[Source material Boundary: Start]

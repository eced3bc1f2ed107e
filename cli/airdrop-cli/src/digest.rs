use anyhow::{Context, Result};
use clap::Parser;

use airdrop_core::ClaimAuthorizer;

use crate::common::{hex_encode, parse_address, parse_amount, DomainArgs};

#[derive(Parser, Debug)]
#[command(name = "digest")]
#[command(about = "Print the typed-data digest an account signs to claim", long_about = None)]
pub struct Cli {
    /// Claiming account
    #[arg(short, long)]
    pub account: String,

    /// Whitelisted amount (decimal or 0x hex)
    #[arg(short = 'm', long)]
    pub amount: String,

    #[command(flatten)]
    pub domain: DomainArgs,
}

pub fn run(cli: &Cli) -> Result<()> {
    let account = parse_address(&cli.account).context("Invalid account")?;
    let amount = parse_amount(&cli.amount)?;
    let authorizer = ClaimAuthorizer::new(cli.domain.domain()?);

    println!("Domain separator: {}", hex_encode(authorizer.domain_separator()));
    println!("Digest: {}", hex_encode(authorizer.digest(&account, &amount)));
    Ok(())
}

[Source material Boundary: End]

_The problem_. Restate every record word for word.

_Response to this exercise_.
repository eced3bc1f2ed107e
filename cli/airdrop-cli/src/digest.rs
use anyhow::{Context, Result};
use clap::Parser;

use airdrop_core::ClaimAuthorizer;

use crate::common::{hex_encode, parse_address, parse_amount, DomainArgs};

#[derive(Parser, Debug)]
#[command(name = "digest")]
#[command(about = "Print the typed-data digest an account signs to claim", long_about = None)]
pub struct Cli {
    /// Claiming account
    #[arg(short, long)]
    pub account: String,

    /// Whitelisted amount (decimal or 0x hex)
    #[arg(short = 'm', long)]
    pub amount: String,

    #[command(flatten)]
    pub domain: DomainArgs,
}

pub fn run(cli: &Cli) -> Result<()> {
    let account = parse_address(&cli.account).context("Invalid account")?;
    let amount = parse_amount(&cli.amount)?;
    let authorizer = ClaimAuthorizer::new(cli.domain.domain()?);

    println!("Domain separator: {}", hex_encode(authorizer.domain_separator()));
    println!("Digest: {}", hex_encode(authorizer.digest(&account, &amount)));
    Ok(())
}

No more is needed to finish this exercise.